- Instructions to follow -
Every line below that has the string "ScenePersistence" needs to be copied.

- Material for the task -
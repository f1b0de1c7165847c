//! Test doubles and a scripted editor harness.

use std::cell::RefCell;
use std::rc::Rc;

use glam::{Vec2, Vec3};
use shared::{InstanceId, SceneData};

use crate::config::EditorConfig;
use crate::editor::Editor;
use crate::error::EditorError;
use crate::fixtures::{self, test_assets};
use crate::input::StateId;
use crate::state::scene::ScenePersistence;
use crate::touch::TouchSample;
use crate::ui::{UiEvent, UiFacade};

/// UI double that records every notification it receives.
#[derive(Debug, Default)]
pub struct RecordingUi {
    pub editing_mode: bool,
    pub marker_visible: bool,
    pub marker_position: Vec2,
    pub undo_enabled: bool,
    pub redo_enabled: bool,
    /// Touch IDs the fake UI claims for itself.
    pub blocked_touches: Vec<u64>,
}

impl UiFacade for RecordingUi {
    fn set_editing_mode(&mut self, editing: bool) {
        self.editing_mode = editing;
    }

    fn show_selection_marker(&mut self) {
        self.marker_visible = true;
    }

    fn hide_selection_marker(&mut self) {
        self.marker_visible = false;
    }

    fn move_selection_marker(&mut self, canvas_point: Vec2) {
        self.marker_position = canvas_point;
    }

    fn set_undo_enabled(&mut self, enabled: bool) {
        self.undo_enabled = enabled;
    }

    fn set_redo_enabled(&mut self, enabled: bool) {
        self.redo_enabled = enabled;
    }

    fn is_pointer_over_ui(&self, touch_id: u64) -> bool {
        self.blocked_touches.contains(&touch_id)
    }
}

/// Shared handle onto a [`RecordingUi`], so a test can keep inspecting the
/// recorder after handing the facade to the editor.
#[derive(Debug, Clone)]
pub struct SharedUi(pub Rc<RefCell<RecordingUi>>);

impl UiFacade for SharedUi {
    fn set_editing_mode(&mut self, editing: bool) {
        self.0.borrow_mut().set_editing_mode(editing);
    }

    fn show_selection_marker(&mut self) {
        self.0.borrow_mut().show_selection_marker();
    }

    fn hide_selection_marker(&mut self) {
        self.0.borrow_mut().hide_selection_marker();
    }

    fn move_selection_marker(&mut self, canvas_point: Vec2) {
        self.0.borrow_mut().move_selection_marker(canvas_point);
    }

    fn set_undo_enabled(&mut self, enabled: bool) {
        self.0.borrow_mut().set_undo_enabled(enabled);
    }

    fn set_redo_enabled(&mut self, enabled: bool) {
        self.0.borrow_mut().set_redo_enabled(enabled);
    }

    fn is_pointer_over_ui(&self, touch_id: u64) -> bool {
        self.0.borrow().is_pointer_over_ui(touch_id)
    }
}

/// Backing store of [`MemoryPersistence`].
#[derive(Debug, Default)]
pub struct MemoryStore {
    pub data: Option<SceneData>,
    pub save_count: usize,
}

/// In-memory persistence double with an externally inspectable store.
#[derive(Debug, Clone)]
pub struct MemoryPersistence(Rc<RefCell<MemoryStore>>);

impl MemoryPersistence {
    pub fn new() -> (Self, Rc<RefCell<MemoryStore>>) {
        let store = Rc::new(RefCell::new(MemoryStore::default()));
        (Self(store.clone()), store)
    }

    /// Persistence over an existing store, for restart round trips.
    pub fn from_store(store: Rc<RefCell<MemoryStore>>) -> Self {
        Self(store)
    }
}

impl ScenePersistence for MemoryPersistence {
    fn save(&mut self, data: &SceneData) -> Result<(), EditorError> {
        let mut store = self.0.borrow_mut();
        store.data = Some(data.clone());
        store.save_count += 1;
        Ok(())
    }

    fn load(&mut self) -> Result<Option<SceneData>, EditorError> {
        Ok(self.0.borrow().data.clone())
    }
}

/// Frame step used by the scripted harness, one 60 Hz tick.
pub const FRAME_DT: f32 = 1.0 / 60.0;

/// An editor wired to recording doubles, plus helpers that script touch
/// sequences the way a finger would produce them.
pub struct TestHarness {
    pub editor: Editor,
    pub ui: Rc<RefCell<RecordingUi>>,
    pub store: Rc<RefCell<MemoryStore>>,
}

impl TestHarness {
    pub fn new() -> Self {
        Self::with_config(EditorConfig::default())
    }

    pub fn with_config(config: EditorConfig) -> Self {
        let ui = Rc::new(RefCell::new(RecordingUi::default()));
        let (persistence, store) = MemoryPersistence::new();
        let editor = Editor::new(
            config,
            test_assets(),
            Box::new(persistence),
            Box::new(SharedUi(ui.clone())),
        );

        Self { editor, ui, store }
    }

    pub fn frame(&mut self, touches: &[TouchSample]) {
        self.editor.update(touches, FRAME_DT);
    }

    pub fn frames(&mut self, touches: &[TouchSample], count: usize) {
        for _ in 0..count {
            self.frame(touches);
        }
    }

    /// Run touch-free frames, letting smoothed values settle.
    pub fn idle_frames(&mut self, count: usize) {
        for _ in 0..count {
            self.frame(&[]);
        }
    }

    /// Script a tap: contact, a stationary frame, release, release settled.
    pub fn tap(&mut self, position: Vec2) {
        self.frame(&[fixtures::began(0, position)]);
        self.frame(&[fixtures::stationary(0, position)]);
        self.frame(&[fixtures::ended(0, position)]);
        self.frame(&[]);
    }

    /// Script a one-finger drag from `from` to `to` over `steps` move
    /// frames.
    pub fn drag(&mut self, from: Vec2, to: Vec2, steps: usize) {
        self.frame(&[fixtures::began(0, from)]);
        for step in 1..=steps {
            let position = from.lerp(to, step as f32 / steps as f32);
            self.frame(&[fixtures::moved(0, position)]);
        }
        self.frame(&[fixtures::ended(0, to)]);
        self.frame(&[]);
    }

    /// Pick an asset from the catalog, as the UI hotbar would.
    pub fn spawn(&mut self, asset_id: usize) {
        self.editor.handle_event(UiEvent::AssetPicked(asset_id));
    }

    pub fn state(&self) -> StateId {
        self.editor.input_state()
    }

    pub fn selected(&self) -> Option<InstanceId> {
        self.editor.selection().current()
    }

    pub fn object_position(&self, instance_id: InstanceId) -> Vec3 {
        self.editor
            .scene()
            .objects
            .get(instance_id)
            .map(|object| object.position)
            .unwrap_or_else(|| panic!("object {instance_id} is not registered"))
    }

    pub fn screen_center(&self) -> Vec2 {
        Vec2::from(self.editor.config().input.screen_size) * 0.5
    }
}

impl Default for TestHarness {
    fn default() -> Self {
        Self::new()
    }
}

- Result for this task -
use crate::state::scene::ScenePersistence;
impl ScenePersistence for MemoryPersistence {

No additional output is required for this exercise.